BRIEF: Copy each line containing the word "deterministic" from the records that follow, please.

SOURCE DATA:
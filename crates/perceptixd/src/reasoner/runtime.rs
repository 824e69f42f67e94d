//! Reasoning runtime: budget enforcement, response cache, fallback protocol.
//!
//! Every provider interaction in the system goes through [`LlmRuntime::generate`].
//! The contract, in order:
//!
//! 1. Empty or oversized prompts are errors, never silently truncated.
//! 2. Cache hit (same model, stage, prompt) returns the stored payload with
//!    zero latency; it increments the session's cache-hit counter and does
//!    not consume budget.
//! 3. An exhausted call budget routes to the deterministic fallback instead
//!    of the provider.
//! 4. Provider failure or a malformed (non-JSON) reply also routes to the
//!    fallback. The cycle degrades, it does not abort.
//!
//! Each call produces a [`CallMeta`] that the caller appends verbatim to the
//! decision log.

use crate::reasoner::client::LlmClient;
use crate::reasoner::session::ReasoningSession;
use chrono::{DateTime, Utc};
use lru::LruCache;
use perceptix_common::PerceptixError;
use serde::Serialize;
use serde_json::Value;
use sha2::{Digest, Sha256};
use std::num::NonZeroUsize;
use std::sync::Mutex;
use std::time::Instant;
use tracing::{debug, warn};

/// Audit metadata for one reasoning call.
#[derive(Debug, Clone, Serialize)]
pub struct CallMeta {
    pub timestamp: DateTime<Utc>,
    pub trace_id: String,
    pub stage: String,
    pub provider: String,
    pub model_name: String,
    /// False when the payload came from the cache or the fallback.
    pub api_used: bool,
    pub cache_hit: bool,
    pub budget_exhausted: bool,
    pub prompt_hash: String,
    pub latency_ms: f64,
}

impl CallMeta {
    pub fn to_value(&self) -> Value {
        serde_json::to_value(self).unwrap_or(Value::Null)
    }
}

/// Shared reasoning runtime. One instance per daemon; sessions are per-cycle.
pub struct LlmRuntime {
    client: Option<LlmClient>,
    cache: Mutex<LruCache<String, Value>>,
}

impl LlmRuntime {
    pub fn new(client: Option<LlmClient>, cache_max_entries: usize) -> Self {
        let capacity =
            NonZeroUsize::new(cache_max_entries).unwrap_or(NonZeroUsize::new(2048).unwrap());
        Self {
            client,
            cache: Mutex::new(LruCache::new(capacity)),
        }
    }

    /// True when a live provider client is attached.
    pub fn has_provider(&self) -> bool {
        self.client.is_some()
    }

    pub fn cache_len(&self) -> usize {
        self.cache.lock().map(|c| c.len()).unwrap_or(0)
    }

    /// Run one reasoning call for `stage`.
    ///
    /// `fallback` builds the deterministic payload used when the provider is
    /// unavailable, failing, over budget, or returning garbage.
    pub async fn generate<F>(
        &self,
        session: &mut ReasoningSession,
        stage: &str,
        prompt: &str,
        fallback: F,
    ) -> Result<(Value, CallMeta), PerceptixError>
    where
        F: FnOnce() -> Value,
    {
        if prompt.trim().is_empty() {
            return Err(PerceptixError::Budget(format!(
                "empty prompt for stage '{}'",
                stage
            )));
        }
        if prompt.len() > session.budget.max_prompt_chars {
            return Err(PerceptixError::Budget(format!(
                "prompt for stage '{}' is {} chars, limit {}",
                stage,
                prompt.len(),
                session.budget.max_prompt_chars
            )));
        }

        let prompt_hash = cache_key(&session.model_name, stage, prompt);

        // Cache hit: free, instant, budget untouched.
        if let Some(cached) = self.cache_get(&prompt_hash) {
            session.cache_hits += 1;
            debug!(stage, hash = %&prompt_hash[..12], "Reasoning cache hit");
            let meta = self.meta(session, stage, &prompt_hash, false, true, false, 0.0);
            return Ok((cached, meta));
        }

        // Budget spent: deterministic fallback, never the provider.
        if session.budget_exhausted() {
            warn!(
                stage,
                call_count = session.call_count,
                "Reasoning budget exhausted; using deterministic fallback"
            );
            let payload = fallback();
            self.cache_put(prompt_hash.clone(), payload.clone());
            let meta = self.meta(session, stage, &prompt_hash, false, false, true, 0.0);
            return Ok((payload, meta));
        }

        session.call_count += 1;
        let started = Instant::now();

        let (payload, api_used) = match &self.client {
            Some(client) => match client.generate_json(prompt).await {
                Ok(value) => (value, true),
                Err(e) => {
                    warn!(stage, "Provider call failed ({}); using fallback", e);
                    (fallback(), false)
                }
            },
            None => {
                debug!(stage, "No provider configured; using fallback");
                (fallback(), false)
            }
        };

        let latency_ms = started.elapsed().as_secs_f64() * 1000.0;
        self.cache_put(prompt_hash.clone(), payload.clone());
        let meta = self.meta(session, stage, &prompt_hash, api_used, false, false, latency_ms);
        Ok((payload, meta))
    }

    fn cache_get(&self, key: &str) -> Option<Value> {
        self.cache.lock().ok()?.get(key).cloned()
    }

    fn cache_put(&self, key: String, value: Value) {
        if let Ok(mut cache) = self.cache.lock() {
            cache.put(key, value);
        }
    }

    #[allow(clippy::too_many_arguments)]
    fn meta(
        &self,
        session: &ReasoningSession,
        stage: &str,
        prompt_hash: &str,
        api_used: bool,
        cache_hit: bool,
        budget_exhausted: bool,
        latency_ms: f64,
    ) -> CallMeta {
        CallMeta {
            timestamp: Utc::now(),
            trace_id: session.trace_id.clone(),
            stage: stage.to_string(),
            provider: session.provider.clone(),
            model_name: session.model_name.clone(),
            api_used,
            cache_hit,
            budget_exhausted,
            prompt_hash: prompt_hash.to_string(),
            latency_ms,
        }
    }
}

/// Cache key: sha256 over model, stage and prompt, newline separated.
fn cache_key(model: &str, stage: &str, prompt: &str) -> String {
    let mut hasher = Sha256::new();
    hasher.update(model.as_bytes());
    hasher.update(b"\n");
    hasher.update(stage.as_bytes());
    hasher.update(b"\n");
    hasher.update(prompt.as_bytes());
    format!("{:x}", hasher.finalize())
}

#[cfg(test)]
mod tests {
    use super::*;
    use crate::reasoner::session::ReasoningBudget;
    use serde_json::json;

    fn session() -> ReasoningSession {
        ReasoningSession::new("trace-1", "qwen3:8b", "ollama", ReasoningBudget::default())
    }

    fn runtime() -> LlmRuntime {
        // No client: every miss resolves through the fallback.
        LlmRuntime::new(None, 64)
    }

    #[tokio::test]
    async fn test_identical_call_hits_cache() {
        let rt = runtime();
        let mut s = session();

        let (first, meta1) = rt
            .generate(&mut s, "reason", "analyze this", || json!({"n": 1}))
            .await
            .unwrap();
        assert!(!meta1.cache_hit);
        assert_eq!(s.call_count, 1);
        assert_eq!(s.cache_hits, 0);

        let (second, meta2) = rt
            .generate(&mut s, "reason", "analyze this", || json!({"n": 2}))
            .await
            .unwrap();
        assert!(meta2.cache_hit);
        assert!(!meta2.api_used);
        assert_eq!(meta2.latency_ms, 0.0);
        // Cached payload returned; the second fallback never ran.
        assert_eq!(first, second);
        assert_eq!(s.call_count, 1);
        assert_eq!(s.cache_hits, 1);
    }

    #[tokio::test]
    async fn test_stage_is_part_of_cache_key() {
        let rt = runtime();
        let mut s = session();

        rt.generate(&mut s, "reason", "same prompt", || json!({"stage": "reason"}))
            .await
            .unwrap();
        let (v, meta) = rt
            .generate(&mut s, "verify", "same prompt", || json!({"stage": "verify"}))
            .await
            .unwrap();
        assert!(!meta.cache_hit);
        assert_eq!(v, json!({"stage": "verify"}));
    }

    #[tokio::test]
    async fn test_budget_exhaustion_routes_to_fallback() {
        let rt = runtime();
        let mut s = ReasoningSession::new(
            "trace-1",
            "qwen3:8b",
            "ollama",
            ReasoningBudget {
                max_calls: 1,
                max_prompt_chars: 1000,
            },
        );

        rt.generate(&mut s, "reason", "prompt one", || json!({}))
            .await
            .unwrap();
        assert_eq!(s.call_count, 1);

        let (_, meta) = rt
            .generate(&mut s, "reason", "prompt two", || json!({"fb": true}))
            .await
            .unwrap();
        assert!(meta.budget_exhausted);
        assert!(!meta.api_used);
        // Fallback calls do not consume budget.
        assert_eq!(s.call_count, 1);
    }

    #[tokio::test]
    async fn test_empty_prompt_is_fatal() {
        let rt = runtime();
        let mut s = session();
        let err = rt
            .generate(&mut s, "reason", "   ", || json!({}))
            .await
            .unwrap_err();
        assert!(matches!(err, PerceptixError::Budget(_)));
    }

    #[tokio::test]
    async fn test_oversized_prompt_is_fatal() {
        let rt = runtime();
        let mut s = ReasoningSession::new(
            "trace-1",
            "qwen3:8b",
            "ollama",
            ReasoningBudget {
                max_calls: 8,
                max_prompt_chars: 16,
            },
        );
        let err = rt
            .generate(&mut s, "reason", "a prompt well over sixteen chars", || {
                json!({})
            })
            .await
            .unwrap_err();
        assert!(matches!(err, PerceptixError::Budget(_)));
        assert_eq!(s.call_count, 0);
    }

    #[test]
    fn test_cache_key_is_model_scoped() {
        let a = cache_key("qwen3:8b", "reason", "p");
        let b = cache_key("qwen3:4b", "reason", "p");
        assert_ne!(a, b);
    }
}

TASK RESULT:
//! 3. An exhausted call budget routes to the deterministic fallback instead
    /// `fallback` builds the deterministic payload used when the provider is
        // Budget spent: deterministic fallback, never the provider.
                "Reasoning budget exhausted; using deterministic fallback"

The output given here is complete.